According to Sister Hawker, she is eager to help, since it has been found that proper supervision in the system is currently lacking.
“The fact of the matter is the supervisors need help. So the first thing we did was to have training sessions on basic supervision with the supervisors,” Sister Hawker related, as she added that the current state of affairs is that “there is nobody understudying the supervisors, so if you lose a supervisor the entire system can collapse.” Those who have been exposed to the training sessions are Junior and Senior Departmental Sisters and Ward Managers.
According to Sister Hawker, she is in for the long-haul to restore nursing to its former glory. “Things have been progressing at a slow pace…we are fairly pleased, but not fully satisfied with where we are as yet,” said Sister Hawker as she pointed out that many nurses in the system today “are just of a different breed”.
“You have to be gentle in dealing with them, otherwise you will not get the results you are looking for from them.

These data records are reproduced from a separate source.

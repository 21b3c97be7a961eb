//! UseCase: 受信メッセージの振り分け
//!
//! ## テスト実装の作業記録
//!
//! ### 何をテストしているか
//! - RouteMessageUseCase::execute() メソッド
//! - 名簿要求（"static"）と通常メッセージの振り分け
//!
//! ### なぜこのテストが必要か
//! - 名簿の返信先は「接続の Identity」ではなく「フレームに書かれた from」
//! - 転送は本文を加工せず、宛先が無ければ送信元へエラー文言を返す
//!
//! ### どのような状況を想定しているか
//! - 正常系：転送、名簿返信
//! - 異常系：宛先なし、キュー満杯、名簿が空
//!
//! Registry はモック（mockall）に差し替え、呼び出し内容だけを検証します。

use std::sync::Arc;

use crate::domain::{Envelope, Identity, InboundMessage, Registry, RegistryError, SessionId};

/// 振り分けの結果（ログとテスト用）
#[derive(Debug, Clone, PartialEq, Eq)]
pub enum RouteOutcome {
    /// 宛先のキューに積んだ
    Forwarded { recipient: Identity },
    /// 名簿を `requester` 宛てに積んだ
    RosterReplied { requester: Identity },
    /// 転送できず、送信元へエラー文言を返した（返せたかは問わない）
    Rejected(RegistryError),
    /// 名簿の返信先が見つからず、破棄した
    Dropped(RegistryError),
}

/// メッセージ振り分けのユースケース
pub struct RouteMessageUseCase {
    /// Registry（メンバー表の抽象化）
    registry: Arc<dyn Registry>,
}

impl RouteMessageUseCase {
    /// 新しい RouteMessageUseCase を作成
    pub fn new(registry: Arc<dyn Registry>) -> Self {
        Self { registry }
    }

    /// 1 フレーム分の振り分けを実行
    ///
    /// # Arguments
    ///
    /// * `session_id` - このフレームを受け取った接続の SessionId（エラー通知の返信先）
    /// * `connection` - このフレームを受け取った接続の Identity
    /// * `inbound` - デコード済みのフレーム
    pub async fn execute(
        &self,
        session_id: SessionId,
        connection: &Identity,
        inbound: InboundMessage,
    ) -> RouteOutcome {
        if inbound.is_roster_request() {
            self.reply_roster(connection, inbound.from).await
        } else {
            self.forward(session_id, connection, inbound.to, inbound.message)
                .await
        }
    }

    /// 名簿をカンマ区切りで `requester` 宛てに返す
    async fn reply_roster(&self, connection: &Identity, requester: Identity) -> RouteOutcome {
        let roster = match self.registry.list_identities().await {
            Ok(identities) => identities
                .iter()
                .map(Identity::as_str)
                .collect::<Vec<_>>()
                .join(","),
            Err(e) => e.to_string(),
        };

        match self.registry.deliver(connection, &requester, roster).await {
            Ok(()) => RouteOutcome::RosterReplied { requester },
            Err(e) => {
                tracing::warn!(
                    connection = %connection,
                    requester = %requester,
                    "Roster reply not delivered: {}",
                    e
                );
                RouteOutcome::Dropped(e)
            }
        }
    }

    /// 本文をそのまま `recipient` へ転送する
    async fn forward(
        &self,
        session_id: SessionId,
        connection: &Identity,
        recipient: Identity,
        message: String,
    ) -> RouteOutcome {
        match self.registry.deliver(connection, &recipient, message).await {
            Ok(()) => RouteOutcome::Forwarded { recipient },
            Err(e) => {
                tracing::info!(connection = %connection, "Message not delivered: {}", e);
                self.notify_sender(session_id, connection, &e).await;
                RouteOutcome::Rejected(e)
            }
        }
    }

    /// 失敗理由を接続自身へ返す
    ///
    /// 同じ Identity の接続が他にあっても、送信した接続そのものに届ける
    async fn notify_sender(
        &self,
        session_id: SessionId,
        connection: &Identity,
        error: &RegistryError,
    ) {
        let notice = Envelope::addressed(connection, connection, error.to_string());
        if let Err(e) = self.registry.deliver_to_session(session_id, notice).await {
            tracing::warn!(
                session_id = %session_id,
                connection = %connection,
                "Failed to report delivery error back to sender: {}",
                e
            );
        }
    }
}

You can’t be rigid with them like in my time as a young nurse,” she asserted.
However, she is convinced that many of the shortcomings in the system could be averted if from the inception only persons who have a passion for the profession are accepted.
“If you don’t like people, or you don’t like to be around people, don’t come and say you want to do nursing, because nursing means you are dealing with human beings; you are dealing with lives and you can’t take chances,” Sister Hawker stressed.
According to the veteran nurse, “there is nothing more gratifying to me as a nurse than to see a patient enter the ward on a stretcher or in a wheelchair and walk out on his or her own as a strong person. You get satisfaction when an unconscious or semi-conscious person revives and you had something to do with it. If our nurses can feel like that, then we are well on our way to having many success stories”.